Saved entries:
_ _ _

//! Stream liveness.
//!
//! ICE can report "connected" while no video arrives (encoder hung on the
//! device, capture unplugged). The render path stamps every frame into a
//! [`FrameClock`]; the owner's 1 Hz tick runs [`StreamHealthMonitor::check`]
//! against that stamp.

use std::sync::Mutex;
use std::sync::atomic::{AtomicBool, Ordering};
use std::time::{Duration, Instant};

use overlook_protocol::HealthConfig;

use crate::video::VideoFrame;

pub const STALL_REASON: &str = "Video stream stalled";

/// Captured frames are kept at most 12 times per second.
pub const FRAME_CAPTURE_INTERVAL: Duration = Duration::from_nanos(1_000_000_000 / 12);

#[derive(Default)]
struct FrameSlot {
    last_frame_at: Option<Instant>,
    last_capture_at: Option<Instant>,
    captured: Option<VideoFrame>,
}

/// Shared between the video reader task (writer) and the owner (reader).
#[derive(Default)]
pub struct FrameClock {
    slot: Mutex<FrameSlot>,
    capture_enabled: AtomicBool,
}

impl FrameClock {
    pub fn new() -> Self {
        Self::default()
    }

    /// Called from the render path for every frame handed to the renderer.
    pub fn record_frame(&self, frame: &VideoFrame, now: Instant) {
        let capture = self.capture_enabled.load(Ordering::Relaxed);
        let mut slot = self.slot.lock().unwrap_or_else(|e| e.into_inner());
        slot.last_frame_at = Some(now);
        if !capture {
            return;
        }
        let due = slot
            .last_capture_at
            .is_none_or(|at| now.saturating_duration_since(at) >= FRAME_CAPTURE_INTERVAL);
        if due {
            slot.last_capture_at = Some(now);
            slot.captured = Some(frame.clone());
        }
    }

    pub fn last_frame_at(&self) -> Option<Instant> {
        self.slot.lock().unwrap_or_else(|e| e.into_inner()).last_frame_at
    }

    pub fn set_capture_enabled(&self, enabled: bool) {
        self.capture_enabled.store(enabled, Ordering::Relaxed);
        if !enabled {
            let mut slot = self.slot.lock().unwrap_or_else(|e| e.into_inner());
            slot.captured = None;
            slot.last_capture_at = None;
        }
    }

    pub fn capture_enabled(&self) -> bool {
        self.capture_enabled.load(Ordering::Relaxed)
    }

    pub fn captured_frame(&self) -> Option<VideoFrame> {
        self.slot
            .lock()
            .unwrap_or_else(|e| e.into_inner())
            .captured
            .clone()
    }

    /// Forget everything, including the capture flag.
    pub fn reset(&self) {
        self.capture_enabled.store(false, Ordering::Relaxed);
        *self.slot.lock().unwrap_or_else(|e| e.into_inner()) = FrameSlot::default();
    }
}

#[derive(Debug, Clone, Copy, PartialEq, Eq)]
pub struct HealthThresholds {
    pub stall: Duration,
    pub initial_frame: Duration,
}

impl Default for HealthThresholds {
    fn default() -> Self {
        Self {
            stall: Duration::from_secs(3),
            initial_frame: Duration::from_secs(5),
        }
    }
}

impl From<&HealthConfig> for HealthThresholds {
    fn from(config: &HealthConfig) -> Self {
        Self {
            stall: Duration::from_millis(config.stall_threshold_ms),
            initial_frame: Duration::from_millis(config.initial_frame_timeout_ms),
        }
    }
}

#[derive(Debug, Clone, Copy, PartialEq, Eq)]
pub struct HealthVerdict {
    pub stalled: bool,
    pub frame_age: Option<Duration>,
}

impl HealthVerdict {
    /// Frame age in whole seconds, rounded.
    pub fn frame_age_secs(&self) -> Option<u64> {
        self.frame_age.map(|age| age.as_secs_f64().round() as u64)
    }
}

/// Pure stall decision.
///
/// Not connected is never stalled. With a frame on record the stream is
/// stalled once the frame is older than `stall`; before the first frame it
/// is stalled once ICE has been connected longer than `initial_frame`.
pub fn evaluate(
    connected: bool,
    last_frame_at: Option<Instant>,
    ice_connected_at: Option<Instant>,
    now: Instant,
    thresholds: HealthThresholds,
) -> HealthVerdict {
    if !connected {
        return HealthVerdict {
            stalled: false,
            frame_age: None,
        };
    }
    match last_frame_at {
        Some(at) => {
            let age = now.saturating_duration_since(at);
            HealthVerdict {
                stalled: age > thresholds.stall,
                frame_age: Some(age),
            }
        }
        None => HealthVerdict {
            stalled: ice_connected_at
                .is_some_and(|at| now.saturating_duration_since(at) > thresholds.initial_frame),
            frame_age: None,
        },
    }
}

#[derive(Debug, Clone, Copy, PartialEq, Eq)]
pub enum StallTransition {
    Unchanged,
    Entered,
    Cleared,
}

pub struct StreamHealthMonitor {
    thresholds: HealthThresholds,
    ice_connected_at: Option<Instant>,
    stalled: bool,
}

impl StreamHealthMonitor {
    pub fn new(thresholds: HealthThresholds) -> Self {
        Self {
            thresholds,
            ice_connected_at: None,
            stalled: false,
        }
    }

    pub fn ice_connected(&mut self, at: Instant) {
        self.ice_connected_at = Some(at);
    }

    /// ICE left the connected state: stalled is meaningless until it returns.
    pub fn ice_lost(&mut self) {
        self.stalled = false;
    }

    pub fn is_stalled(&self) -> bool {
        self.stalled
    }

    pub fn check(
        &mut self,
        connected: bool,
        last_frame_at: Option<Instant>,
        now: Instant,
    ) -> (HealthVerdict, StallTransition) {
        let verdict = evaluate(
            connected,
            last_frame_at,
            self.ice_connected_at,
            now,
            self.thresholds,
        );
        let transition = match (self.stalled, verdict.stalled) {
            (false, true) => StallTransition::Entered,
            (true, false) => StallTransition::Cleared,
            _ => StallTransition::Unchanged,
        };
        self.stalled = verdict.stalled;
        (verdict, transition)
    }

    pub fn reset(&mut self) {
        self.ice_connected_at = None;
        self.stalled = false;
    }
}

#[cfg(test)]
mod tests {
    use super::*;

    fn frame() -> VideoFrame {
        VideoFrame::for_test(&[0, 0, 0, 1, 0x65, 0x88])
    }

    fn at(base: Instant, millis: u64) -> Instant {
        base + Duration::from_millis(millis)
    }

    #[test]
    fn not_connected_is_never_stalled() {
        let base = Instant::now();
        let v = evaluate(
            false,
            Some(base),
            Some(base),
            at(base, 60_000),
            HealthThresholds::default(),
        );
        assert!(!v.stalled);
        assert_eq!(v.frame_age, None);
    }

    #[test]
    fn stall_threshold_after_last_frame() {
        let base = Instant::now();
        let t = HealthThresholds::default();
        assert!(evaluate(true, Some(base), Some(base), at(base, 3_100), t).stalled);
        assert!(!evaluate(true, Some(base), Some(base), at(base, 2_900), t).stalled);
    }

    #[test]
    fn initial_frame_timeout_without_frames() {
        let base = Instant::now();
        let t = HealthThresholds::default();
        assert!(evaluate(true, None, Some(base), at(base, 5_100), t).stalled);
        assert!(!evaluate(true, None, Some(base), at(base, 4_900), t).stalled);
        // No ICE timestamp yet: nothing to measure against.
        assert!(!evaluate(true, None, None, at(base, 60_000), t).stalled);
    }

    #[test]
    fn frame_age_rounds_to_seconds() {
        let base = Instant::now();
        let v = evaluate(true, Some(base), Some(base), at(base, 1_600), HealthThresholds::default());
        assert_eq!(v.frame_age_secs(), Some(2));
        let v = evaluate(true, Some(base), Some(base), at(base, 400), HealthThresholds::default());
        assert_eq!(v.frame_age_secs(), Some(0));
    }

    #[test]
    fn monitor_reports_transitions_once() {
        let base = Instant::now();
        let mut m = StreamHealthMonitor::new(HealthThresholds::default());
        m.ice_connected(base);

        let (_, t) = m.check(true, Some(base), at(base, 1_000));
        assert_eq!(t, StallTransition::Unchanged);
        let (v, t) = m.check(true, Some(base), at(base, 3_500));
        assert!(v.stalled);
        assert_eq!(t, StallTransition::Entered);
        let (_, t) = m.check(true, Some(base), at(base, 4_500));
        assert_eq!(t, StallTransition::Unchanged);
        let (_, t) = m.check(true, Some(at(base, 4_600)), at(base, 5_000));
        assert_eq!(t, StallTransition::Cleared);
        assert!(!m.is_stalled());
    }

    #[test]
    fn monitor_clears_when_connection_drops() {
        let base = Instant::now();
        let mut m = StreamHealthMonitor::new(HealthThresholds::default());
        m.ice_connected(base);
        m.check(true, None, at(base, 6_000));
        assert!(m.is_stalled());
        let (v, t) = m.check(false, None, at(base, 7_000));
        assert!(!v.stalled);
        assert_eq!(t, StallTransition::Cleared);
    }

    #[test]
    fn thresholds_from_config() {
        let config = HealthConfig {
            stall_threshold_ms: 1500,
            initial_frame_timeout_ms: 2500,
            ..Default::default()
        };
        let t = HealthThresholds::from(&config);
        assert_eq!(t.stall, Duration::from_millis(1500));
        assert_eq!(t.initial_frame, Duration::from_millis(2500));
    }

    #[test]
    fn clock_records_frames_without_capture() {
        let clock = FrameClock::new();
        let now = Instant::now();
        clock.record_frame(&frame(), now);
        assert_eq!(clock.last_frame_at(), Some(now));
        assert!(clock.captured_frame().is_none());
    }

    #[test]
    fn capture_is_throttled_and_cleared_on_disable() {
        let clock = FrameClock::new();
        clock.set_capture_enabled(true);
        let base = Instant::now();

        let first = VideoFrame::for_test(&[1]);
        let second = VideoFrame::for_test(&[2]);
        let third = VideoFrame::for_test(&[3]);

        clock.record_frame(&first, base);
        clock.record_frame(&second, at(base, 40));
        assert_eq!(clock.captured_frame().unwrap().data.as_ref(), &[1]);
        clock.record_frame(&third, at(base, 90));
        assert_eq!(clock.captured_frame().unwrap().data.as_ref(), &[3]);

        clock.set_capture_enabled(false);
        assert!(clock.captured_frame().is_none());
        assert_eq!(clock.last_frame_at(), Some(at(base, 90)));
    }

    #[test]
    fn reset_forgets_frames_and_capture() {
        let clock = FrameClock::new();
        clock.set_capture_enabled(true);
        clock.record_frame(&frame(), Instant::now());
        clock.reset();
        assert!(clock.last_frame_at().is_none());
        assert!(clock.captured_frame().is_none());
        assert!(!clock.capture_enabled());
    }
}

_ _ _

## INSTRUCTIONS FOR THE TASK
The answer must consist solely of the lines from the first line of the data to the line holding "the owner's 1", each given again exactly.

## TASK SOLUTION
//! Stream liveness.
//!
//! ICE can report "connected" while no video arrives (encoder hung on the
//! device, capture unplugged). The render path stamps every frame into a
//! [`FrameClock`]; the owner's 1 Hz tick runs [`StreamHealthMonitor::check`]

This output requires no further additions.